WORK TO BE COMPLETED:
Search the data for the word "WireUsage" and copy out every line that has it.

(Stored data entries)
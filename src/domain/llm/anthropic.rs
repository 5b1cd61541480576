//! Anthropic messages wire format

use serde::Deserialize;
use serde_json::{Value as Json, json};

use super::{ChatMessage, LlmError, LlmReply, Role, Usage};
use crate::domain::tools::{ToolCall, ToolDecl};

const DEFAULT_BASE_URL: &str = "https://api.anthropic.com";
const API_VERSION: &str = "2023-06-01";
const MAX_TOKENS: u32 = 4096;

pub struct AnthropicMessages {
    client: reqwest::Client,
    api_key: String,
    model: String,
    base_url: String,
}

impl AnthropicMessages {
    pub fn new(api_key: String, model: String, base_url: Option<String>) -> Self {
        Self {
            client: reqwest::Client::new(),
            api_key,
            model,
            base_url: base_url.unwrap_or_else(|| DEFAULT_BASE_URL.to_string()),
        }
    }

    pub fn model(&self) -> &str {
        &self.model
    }

    pub async fn complete(
        &self,
        messages: &[ChatMessage],
        tools: &[ToolDecl],
    ) -> Result<LlmReply, LlmError> {
        let body = build_request(&self.model, messages, tools);
        let response = self
            .client
            .post(format!("{}/v1/messages", self.base_url))
            .header("x-api-key", &self.api_key)
            .header("anthropic-version", API_VERSION)
            .json(&body)
            .send()
            .await?;

        let status = response.status();
        if status.as_u16() == 429 {
            let message = response.text().await.unwrap_or_default();
            return Err(LlmError::RateLimited(truncate(&message)));
        }
        if !status.is_success() {
            let message = response.text().await.unwrap_or_default();
            return Err(LlmError::Api {
                status: status.as_u16(),
                message: truncate(&message),
            });
        }

        let raw: MessagesResponse = response
            .json()
            .await
            .map_err(|e| LlmError::BadResponse(e.to_string()))?;
        parse_response(raw)
    }
}

/// Request body: the system prompt rides in its own field, tool results
/// become `tool_result` blocks inside user turns, and consecutive tool
/// messages coalesce into one user turn to keep roles alternating.
fn build_request(model: &str, messages: &[ChatMessage], tools: &[ToolDecl]) -> Json {
    let system: Vec<&str> = messages
        .iter()
        .filter(|m| m.role == Role::System)
        .map(|m| m.content.as_str())
        .collect();

    let mut encoded: Vec<Json> = Vec::new();
    let mut pending_results: Vec<Json> = Vec::new();

    let flush_results = |pending: &mut Vec<Json>, encoded: &mut Vec<Json>| {
        if !pending.is_empty() {
            encoded.push(json!({"role": "user", "content": std::mem::take(pending)}));
        }
    };

    for message in messages {
        match message.role {
            Role::System => {}
            Role::User => {
                flush_results(&mut pending_results, &mut encoded);
                encoded.push(json!({
                    "role": "user",
                    "content": [{"type": "text", "text": message.content}],
                }));
            }
            Role::Assistant => {
                flush_results(&mut pending_results, &mut encoded);
                let mut blocks: Vec<Json> = Vec::new();
                if !message.content.is_empty() {
                    blocks.push(json!({"type": "text", "text": message.content}));
                }
                for call in &message.tool_calls {
                    blocks.push(json!({
                        "type": "tool_use",
                        "id": call.call_id,
                        "name": call.name,
                        "input": call.args,
                    }));
                }
                encoded.push(json!({"role": "assistant", "content": blocks}));
            }
            Role::Tool => {
                pending_results.push(json!({
                    "type": "tool_result",
                    "tool_use_id": message.tool_call_id,
                    "content": message.content,
                }));
            }
        }
    }
    flush_results(&mut pending_results, &mut encoded);

    let tools: Vec<Json> = tools
        .iter()
        .map(|t| {
            json!({
                "name": t.name,
                "description": t.description,
                "input_schema": t.parameters,
            })
        })
        .collect();

    json!({
        "model": model,
        "max_tokens": MAX_TOKENS,
        "system": system.join("\n\n"),
        "messages": encoded,
        "tools": tools,
    })
}

#[derive(Debug, Deserialize)]
struct MessagesResponse {
    #[serde(default)]
    content: Vec<ContentBlock>,
    #[serde(default)]
    usage: Option<WireUsage>,
}

#[derive(Debug, Deserialize)]
#[serde(tag = "type")]
enum ContentBlock {
    #[serde(rename = "text")]
    Text { text: String },
    #[serde(rename = "tool_use")]
    ToolUse {
        id: String,
        name: String,
        input: Json,
    },
    #[serde(other)]
    Other,
}

#[derive(Debug, Deserialize)]
struct WireUsage {
    #[serde(default)]
    input_tokens: u64,
    #[serde(default)]
    output_tokens: u64,
}

fn parse_response(raw: MessagesResponse) -> Result<LlmReply, LlmError> {
    if raw.content.is_empty() {
        return Err(LlmError::BadResponse("response carried no content".into()));
    }

    let mut text = String::new();
    let mut tool_calls = Vec::new();
    for block in raw.content {
        match block {
            ContentBlock::Text { text: t } => {
                if !text.is_empty() {
                    text.push('\n');
                }
                text.push_str(&t);
            }
            ContentBlock::ToolUse { id, name, input } => {
                tool_calls.push(ToolCall {
                    call_id: id,
                    name,
                    args: input,
                });
            }
            ContentBlock::Other => {}
        }
    }

    let usage = raw
        .usage
        .map(|u| Usage {
            input_tokens: u.input_tokens,
            output_tokens: u.output_tokens,
        })
        .unwrap_or_default();

    Ok(LlmReply {
        text,
        tool_calls,
        usage,
    })
}

fn truncate(message: &str) -> String {
    const MAX: usize = 300;
    if message.len() <= MAX {
        message.to_string()
    } else {
        let mut end = MAX;
        while !message.is_char_boundary(end) {
            end -= 1;
        }
        format!("{}…", &message[..end])
    }
}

EXERCISE SOLUTION:
    usage: Option<WireUsage>,
struct WireUsage {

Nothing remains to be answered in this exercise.